Ils sont choqués de voir des adultes s'adonner à la chasse aux bestioles virtuelles (sans s'offusquer de tous les adultes qu'on voit dodeliner de la tête à Roland-Garros pour un truc encore moins passionnant qu'une retransmission d'un concert d'André Rieu).
Car forcément, selon ces bonnes âmes, "Pokemon Go" éloigne les gens du réel. Bon, toutes ces bonnes âmes seraient déjà bien en peine de nous définir le "réel", vu que la philosophie s'y casse les dents depuis deux millénaires et demi, et ceux qui en ont des définitions péremptoires ne font que mettre en exergue leur rapport ténu avec lui. La définition la plus opérative sur laquelle je sois tombé, jusqu'ici, c'est celle de Philip K. Dick : "la réalité, c'est tout ce qui ne disparaît pas au moment où l'on cesse d'y croire", et c'est celle à laquelle je me tiens depuis lors.
C'est d'autant plus intéressant que certaines de ces critiques proviennent de politiciens qui ont pratiqué le discours incantatoire visant à faire apparaître dans le réel ce qu'ils souhaitent y voir arriver, comme la reprise économique, ou un adversaire assez puissant pour faire illusion et justifier leurs crapuleries pour s'en défendre (c'est la version "Pokemon légendaire" de la méthode Coué, pour situer).

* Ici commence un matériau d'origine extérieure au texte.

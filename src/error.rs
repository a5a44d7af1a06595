//! Error types for Chateau
//!
//! Provides a unified error type for all server-side operations. Handler
//! business errors are a separate type, [`HandlerError`], because they are
//! the only failures that reach the wire.

use thiserror::Error;

/// Result type alias using ChateauError
pub type Result<T> = std::result::Result<T, ChateauError>;

/// Error returned by handler code; written to the peer as `error: <message>`
pub type HandlerError = Box<dyn std::error::Error + Send + Sync>;

/// Unified error type for Chateau operations
#[derive(Debug, Error)]
pub enum ChateauError {
    // -------------------------------------------------------------------------
    // I/O Errors
    // -------------------------------------------------------------------------
    #[error("IO error: {0}")]
    Io(#[from] std::io::Error),

    // -------------------------------------------------------------------------
    // Startup Errors
    // -------------------------------------------------------------------------
    #[error("Configuration error: {0}")]
    Config(String),

    #[error("Failed to bind {addr}: {source}")]
    Bind {
        addr: String,
        #[source]
        source: std::io::Error,
    },

    #[error("Server is already running")]
    AlreadyRunning,

    #[error("Handler registered twice: {0}")]
    DuplicateHandler(String),

    // -------------------------------------------------------------------------
    // Transport Errors
    // -------------------------------------------------------------------------
    #[error("Handshake failed: {0}")]
    Handshake(String),

    // -------------------------------------------------------------------------
    // Protocol Errors
    // -------------------------------------------------------------------------
    #[error("Malformed frame: {0}")]
    MalformedFrame(String),

    #[error("Frame exceeds {limit} bytes without a delimiter")]
    FrameTooLarge { limit: usize },

    #[error("Unknown handler {0}")]
    HandlerNotFound(String),

    /// `len` is the payload end, delimiter excluded
    #[error("Incorrect message: payload offset {offset} leaves no payload before byte {len}")]
    MalformedMessage { offset: usize, len: usize },

    // -------------------------------------------------------------------------
    // Serialization Errors
    // -------------------------------------------------------------------------
    #[error("Decode error: {0}")]
    Decode(String),

    #[error("Marshal error: {0}")]
    Marshal(String),

    // -------------------------------------------------------------------------
    // Internal Errors
    // -------------------------------------------------------------------------
    #[error("Internal error: {0}")]
    Internal(String),
}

Ce sont également les mêmes qu'on n'entendra jamais fustiger le manque de compréhension du réel des économistes "orthodoxes"* et qui se draperont dans le "réalisme" autoproclamé pour imposer des lubies détruisant le réel de pas mal de gens.
Les joueurs de Pokemon Go sont-ils plus déconnectés du réel que n'importe lequel de nos gouvernants ou des ténors de l'opposition ? Ecoutez n'importe quel discours de Sarkozy ou de Valls, et vous êtes en droit de vous poser la question. Et vous noterez que tous ces braves gens semblent fans du football, auquel ils consacrent un temps et des sommes démesurées. Alors je pose la question, en quoi Pokemon est-il plus déconnecté du réel, plus mercantile ou plus stupide que le foot, Roland-Garros, le Tour ou les JO ? En plus, Pokemon n'est pas encore sponsorisé par Coca Cola, et rien que ce détail suffit à me le rendre sympathique. Et les scènes de liesse collective lors de la capture d'un Pikachu me semblent créer autant de lien que celles accompagnant un but du mec dont le surnom évoque un accident minier, là.

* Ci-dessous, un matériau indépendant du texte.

//! Minimal blocking client
//!
//! Sends one request frame and reads the unframed reply until the server
//! closes the connection. Speaks the plaintext transport only.

use std::io::{Read, Write};
use std::net::{SocketAddr, TcpStream, ToSocketAddrs};
use std::time::Duration;

use crate::error::{ChateauError, Result};
use crate::protocol::{DelimitedCodec, FRAME_DELIMITER};

/// A single-request client connection
#[derive(Debug)]
pub struct Client {
    stream: TcpStream,
    codec: DelimitedCodec,
}

impl Client {
    /// Connect to a server
    pub fn connect(addr: impl ToSocketAddrs) -> Result<Self> {
        let stream = TcpStream::connect(addr)?;
        stream.set_nodelay(true)?;
        Ok(Self {
            stream,
            codec: DelimitedCodec::default(),
        })
    }

    /// Apply the same timeout to reads and writes
    pub fn set_timeout(&self, timeout: Option<Duration>) -> Result<()> {
        self.stream.set_read_timeout(timeout)?;
        self.stream.set_write_timeout(timeout)?;
        Ok(())
    }

    pub fn peer_addr(&self) -> Result<SocketAddr> {
        Ok(self.stream.peer_addr()?)
    }

    /// Send the request frame for `handler`
    ///
    /// The payload must not contain the frame delimiter.
    pub fn send(&mut self, handler: &str, payload: &[u8]) -> Result<()> {
        if payload.contains(&FRAME_DELIMITER) {
            return Err(ChateauError::MalformedFrame(
                "payload contains the frame delimiter".to_string(),
            ));
        }

        let frame = self.codec.encode_frame(handler, payload);
        self.stream.write_all(&frame)?;
        self.stream.flush()?;
        Ok(())
    }

    /// Raw stream, for extra exchanges with stream handlers
    pub fn stream(&mut self) -> &mut TcpStream {
        &mut self.stream
    }

    /// Read everything the server writes until it closes the connection
    pub fn finish(mut self) -> Result<Vec<u8>> {
        let mut reply = Vec::new();
        self.stream.read_to_end(&mut reply)?;
        Ok(reply)
    }
}

/// Connect, send one request and return the raw reply
pub fn call(addr: impl ToSocketAddrs, handler: &str, payload: &[u8]) -> Result<Vec<u8>> {
    let mut client = Client::connect(addr)?;
    client.send(handler, payload)?;
    client.finish()
}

Après, on a les critiques de haut vol. Depuis le début de la folie Pokemon canal historique, on a des fondamentalistes religieux (de toutes obédiences, notons le, parce que les cathos boutinistes, les protestants calvino-ricains rednecks à guns, les juifs à papillotes et les musulmans à barbe pas entretenue sont parfaitement d'accords les uns avec les autres, comme sur plein de trucs dès qu'il s'agit de casser les noix des gens normaux) (c'est une mafia dont les étiquettes et emballages variables ne cachent pas la profonde unité de croyance et d'action) (gotta catch'em all), qui, en dehors de l'accusation classique de temps perdu** à jouer (alors qu'il est tellement plus intéressant de s'emmerder à écouter les prêches répétitifs de gens plus déconnectés du réel et plus mal habillés encore que le joueur de Pokemon Go moyen), accusent les Pokemons de propager la croyance en la théorie de l'évolution.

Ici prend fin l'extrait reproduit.